The Last Line Effect and Extralinguistic Mechanisms

Since the release of the Racket Manifesto by Felleisen, et al. it has become a thesis of mine that normal programmers face, on a regular basis, real problems which could be alleviated by the sorts of macro mechanisms offered by Racket (and to a lesser extent, other Lisps). I’ve got in mind some in-depth investigations I’d like to perform to really back this argument up, but until I have time for that, a recent article will serve as a sort of teaser for what I’ve got in mind.

Andrey Karpov wrote in the “The Last Line Effect”:

When writing program code, programmers often have to write a series of similar constructs. Typing the same code several times is boring and inefficient. That’s why they use the Copy-Paste method: a code fragment is copied and pasted several times with further editing. Everyone knows what is bad about this method: you risk easily forgetting to change something in the pasted lines and thus giving birth to errors. Unfortunately, there is often no better alternative to be found.

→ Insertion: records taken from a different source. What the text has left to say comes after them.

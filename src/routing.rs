//! Route table: route key -> target name, plus the proxy handler cache

use dashmap::DashMap;
use hyper::Uri;
use parking_lot::RwLock;
use std::collections::{BTreeMap, HashMap};
use std::sync::atomic::{AtomicU64, Ordering};
use std::sync::Arc;
use tracing::debug;

/// A forwarding handler bound to one resolved backend URL
#[derive(Debug, Clone, PartialEq, Eq)]
pub struct ProxyHandler {
    /// Target name the handler was built for
    pub target: String,
    /// Backend base URL, e.g. `http://web:8080`
    pub base: Uri,
}

impl ProxyHandler {
    pub fn new(target: impl Into<String>, base: Uri) -> Self {
        Self {
            target: target.into(),
            base,
        }
    }

    /// Build the upstream URI for a rewritten path and optional query.
    ///
    /// A path on the base URL is kept in front of the rewritten path.
    pub fn upstream_uri(&self, path: &str, query: Option<&str>) -> Result<Uri, hyper::http::Error> {
        let base_path = self.base.path().trim_end_matches('/');
        let path = if path.is_empty() { "/" } else { path };
        let mut path_and_query = if path.starts_with('/') {
            format!("{}{}", base_path, path)
        } else {
            format!("{}/{}", base_path, path)
        };
        if let Some(q) = query {
            path_and_query.push('?');
            path_and_query.push_str(q);
        }

        let mut builder = Uri::builder().path_and_query(path_and_query);
        if let Some(scheme) = self.base.scheme() {
            builder = builder.scheme(scheme.clone());
        }
        if let Some(authority) = self.base.authority() {
            builder = builder.authority(authority.clone());
        }
        builder.build()
    }
}

/// Result of matching a request key against the table
#[derive(Debug, Clone, PartialEq, Eq)]
pub struct RouteMatch {
    /// The registered route key that matched
    pub key: String,
    /// Target name the key maps to
    pub target: String,
    /// Request key with the matched prefix stripped
    pub remainder: String,
}

/// Build the request key for a host and path: the host alone for `/`, otherwise host + path
pub fn request_key(host: &str, path: &str) -> String {
    if path == "/" || path.is_empty() {
        host.to_string()
    } else {
        format!("{}{}", host, path)
    }
}

/// Normalize a route key: trimmed, with the host part lowercased and the path left as is
pub fn normalize_key(key: &str) -> String {
    let key = key.trim();
    match key.find('/') {
        Some(idx) => format!("{}{}", key[..idx].to_lowercase(), &key[idx..]),
        None => key.to_lowercase(),
    }
}

/// Thread-safe routing table shared by the dispatcher and the admin surface
#[derive(Debug, Default)]
pub struct RoutingTable {
    targets: RwLock<HashMap<String, String>>,
    handlers: DashMap<String, Arc<ProxyHandler>>,
    /// Bumped on every invalidation so handlers built before it are not cached
    generation: AtomicU64,
}

impl RoutingTable {
    pub fn new() -> Self {
        Self::default()
    }

    /// Find the longest registered key that is a byte-wise prefix of `request_key`
    pub fn resolve(&self, request_key: &str) -> Option<RouteMatch> {
        let targets = self.targets.read();
        targets
            .iter()
            .filter(|(key, _)| request_key.as_bytes().starts_with(key.as_bytes()))
            // Ties are impossible between distinct keys of equal length that both prefix the same string
            .max_by_key(|(key, _)| key.len())
            .map(|(key, target)| RouteMatch {
                key: key.clone(),
                target: target.clone(),
                remainder: request_key[key.len()..].to_string(),
            })
    }

    /// Insert or overwrite `key -> target`
    pub fn register(&self, key: &str, target: &str) {
        let previous = self
            .targets
            .write()
            .insert(key.to_string(), target.to_string());
        self.handlers.remove(key);
        debug!(key, target, ?previous, "Registered route");
    }

    /// Atomically replace `old_key` with `new_key -> target`
    pub fn rebind(&self, old_key: &str, new_key: &str, target: &str) {
        {
            let mut targets = self.targets.write();
            targets.remove(old_key);
            targets.insert(new_key.to_string(), target.to_string());
        }
        self.handlers.remove(old_key);
        self.handlers.remove(new_key);
        debug!(old_key, new_key, target, "Rebound route");
    }

    /// Remove every route and cached handler pointing at `target`, returning the removed keys
    pub fn unregister(&self, target: &str) -> Vec<String> {
        let removed: Vec<String> = {
            let mut targets = self.targets.write();
            let keys: Vec<String> = targets
                .iter()
                .filter(|(_, t)| t.as_str() == target)
                .map(|(k, _)| k.clone())
                .collect();
            for key in &keys {
                targets.remove(key);
            }
            keys
        };
        self.invalidate_target(target);
        debug!(target, keys = ?removed, "Unregistered routes");
        removed
    }

    /// Drop cached handlers built for `target`, keeping its routes
    pub fn invalidate_target(&self, target: &str) {
        let _targets = self.targets.write();
        self.generation.fetch_add(1, Ordering::SeqCst);
        self.handlers.retain(|_, handler| handler.target != target);
    }

    /// Current invalidation generation, read before looking up backend state
    pub fn generation(&self) -> u64 {
        self.generation.load(Ordering::SeqCst)
    }

    /// Snapshot of all routes, ordered by key
    pub fn list_all(&self) -> BTreeMap<String, String> {
        self.targets
            .read()
            .iter()
            .map(|(k, v)| (k.clone(), v.clone()))
            .collect()
    }

    /// Route keys pointing at `target`
    pub fn keys_for(&self, target: &str) -> Vec<String> {
        let mut keys: Vec<String> = self
            .targets
            .read()
            .iter()
            .filter(|(_, t)| t.as_str() == target)
            .map(|(k, _)| k.clone())
            .collect();
        keys.sort();
        keys
    }

    pub fn len(&self) -> usize {
        self.targets.read().len()
    }

    pub fn is_empty(&self) -> bool {
        self.targets.read().is_empty()
    }

    /// Cached handler for a matched route key
    pub fn cached_handler(&self, key: &str) -> Option<Arc<ProxyHandler>> {
        self.handlers.get(key).map(|h| Arc::clone(h.value()))
    }

    /// Cache a handler for `key` unless the key was rebound or removed since it was matched,
    /// or its target was invalidated after `generation` was read.
    ///
    /// Returns the handler to use, which is the already cached one if another task won the race.
    pub fn cache_handler(
        &self,
        key: &str,
        handler: ProxyHandler,
        generation: u64,
    ) -> Arc<ProxyHandler> {
        let handler = Arc::new(handler);
        let targets = self.targets.read();
        if targets.get(key) != Some(&handler.target) || self.generation() != generation {
            return handler;
        }
        let cached = self
            .handlers
            .entry(key.to_string())
            .or_insert_with(|| Arc::clone(&handler));
        Arc::clone(cached.value())
    }

    pub fn cached_len(&self) -> usize {
        self.handlers.len()
    }
}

Now let’s speak of the pattern I discovered. I figured out that mistakes are most often made in the last pasted block of code.

Andrey goes on to provide some evidence for his assertion. I think he’s on to something, and it makes sense. You do your pasting, then you set your hands in motion with some repeated delete delete delete type type type down arrow, repeat. By the time you’ve done that three or four times, your mind is numb, your eyes are glazed, and the muscles aren’t being supervised anymore.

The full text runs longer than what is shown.